(SOURCE MATERIAL Opens)

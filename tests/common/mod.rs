//! Shared test utilities: scripted provider, recording clipboard and a
//! controller harness that plays the event loop's part.

#![allow(dead_code, unused_imports)]

pub mod mock_provider;

use async_trait::async_trait;
use note_rewriter::clipboard::{ClipboardError, ClipboardWriter};
use note_rewriter::provider::{RewriteError, RewriteProvider};
use note_rewriter::rewriter::{
    IntentSink, RewriterController, RewriterIntent, RewriterState, RewriterTimings,
};
use parking_lot::Mutex;
use std::collections::VecDeque;
use std::sync::Arc;
use std::time::Duration;
use tokio::sync::mpsc::{unbounded_channel, UnboundedReceiver};

/// What the scripted provider does for one call.
#[derive(Debug, Clone)]
pub enum Reply {
    Text(String),
    Status(u16),
    Panic,
}

/// Provider that replays scripted replies, each after an optional delay.
pub struct ScriptedProvider {
    replies: Mutex<VecDeque<(Duration, Reply)>>,
    calls: Mutex<Vec<String>>,
}

impl ScriptedProvider {
    pub fn new() -> Self {
        Self {
            replies: Mutex::new(VecDeque::new()),
            calls: Mutex::new(Vec::new()),
        }
    }

    pub fn reply(self, reply: Reply) -> Self {
        self.reply_after(Duration::ZERO, reply)
    }

    pub fn reply_after(self, delay: Duration, reply: Reply) -> Self {
        self.replies.lock().push_back((delay, reply));
        self
    }

    /// Notes received so far, in call order.
    pub fn calls(&self) -> Vec<String> {
        self.calls.lock().clone()
    }

    pub fn call_count(&self) -> usize {
        self.calls.lock().len()
    }
}

#[async_trait]
impl RewriteProvider for ScriptedProvider {
    fn name(&self) -> &str {
        "scripted/model"
    }

    async fn rewrite(&self, notes: &str) -> Result<String, RewriteError> {
        self.calls.lock().push(notes.to_string());
        let next = self.replies.lock().pop_front();
        let (delay, reply) =
            next.unwrap_or((Duration::ZERO, Reply::Text("NOTES:\n- ok".to_string())));
        if !delay.is_zero() {
            tokio::time::sleep(delay).await;
        }
        match reply {
            Reply::Text(text) => Ok(text),
            Reply::Status(status) => Err(RewriteError::Status {
                status,
                message: "scripted failure".to_string(),
            }),
            Reply::Panic => panic!("scripted provider panic"),
        }
    }
}

/// Clipboard that records writes, or refuses them.
#[derive(Clone, Default)]
pub struct RecordingClipboard {
    pub written: Arc<Mutex<Vec<String>>>,
    pub fail: bool,
}

impl RecordingClipboard {
    pub fn failing() -> Self {
        Self {
            fail: true,
            ..Self::default()
        }
    }

    pub fn last(&self) -> Option<String> {
        self.written.lock().last().cloned()
    }
}

impl ClipboardWriter for RecordingClipboard {
    fn write_text(&mut self, text: &str) -> Result<(), ClipboardError> {
        if self.fail {
            return Err(ClipboardError::Unavailable("no display".to_string()));
        }
        self.written.lock().push(text.to_string());
        Ok(())
    }
}

/// Drives a controller the way the UI loop does, minus the terminal.
pub struct Harness {
    pub controller: RewriterController,
    pub provider: Arc<dyn RewriteProvider>,
    receiver: UnboundedReceiver<RewriterIntent>,
}

impl Harness {
    pub fn new(provider: Arc<dyn RewriteProvider>) -> Self {
        Self::with_timings(provider, RewriterTimings::default())
    }

    pub fn with_timings(provider: Arc<dyn RewriteProvider>, timings: RewriterTimings) -> Self {
        let (sender, receiver) = unbounded_channel();
        let sink: IntentSink = Arc::new(move |intent| {
            let _ = sender.send(intent);
        });
        let controller = RewriterController::new(
            Arc::clone(&provider),
            timings,
            tokio::runtime::Handle::current(),
            sink,
        );
        Self {
            controller,
            provider,
            receiver,
        }
    }

    pub fn state(&self) -> &RewriterState {
        self.controller.state()
    }

    pub fn dispatch(&mut self, intent: RewriterIntent) {
        self.controller.dispatch(intent);
    }

    pub fn type_notes(&mut self, notes: &str) {
        self.dispatch(RewriterIntent::InsertText(notes.to_string()));
    }

    pub fn submit(&mut self) {
        self.dispatch(RewriterIntent::Submit);
    }

    /// Feed every delivered completion back into the controller.
    pub fn pump(&mut self) -> usize {
        let mut delivered = 0;
        while let Ok(intent) = self.receiver.try_recv() {
            self.controller.dispatch(intent);
            delivered += 1;
        }
        delivered
    }

    /// Let (paused) time pass, then pump.
    pub async fn advance(&mut self, by: Duration) {
        tokio::time::sleep(by).await;
        self.pump();
    }

    /// Wait for the next completion and apply it.
    pub async fn next(&mut self) -> RewriterIntent {
        let intent = self
            .receiver
            .recv()
            .await
            .expect("controller sink dropped");
        self.controller.dispatch(intent.clone());
        intent
    }
}

pub fn ms(millis: u64) -> Duration {
    Duration::from_millis(millis)
}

(SOURCE MATERIAL Closes)

ASSIGNMENT: The answer must consist of every line from the data that contains the word "Mutex".

ANSWER BOX:
use parking_lot::Mutex;
    replies: Mutex<VecDeque<(Duration, Reply)>>,
    calls: Mutex<Vec<String>>,
            replies: Mutex::new(VecDeque::new()),
            calls: Mutex::new(Vec::new()),
    pub written: Arc<Mutex<Vec<String>>>,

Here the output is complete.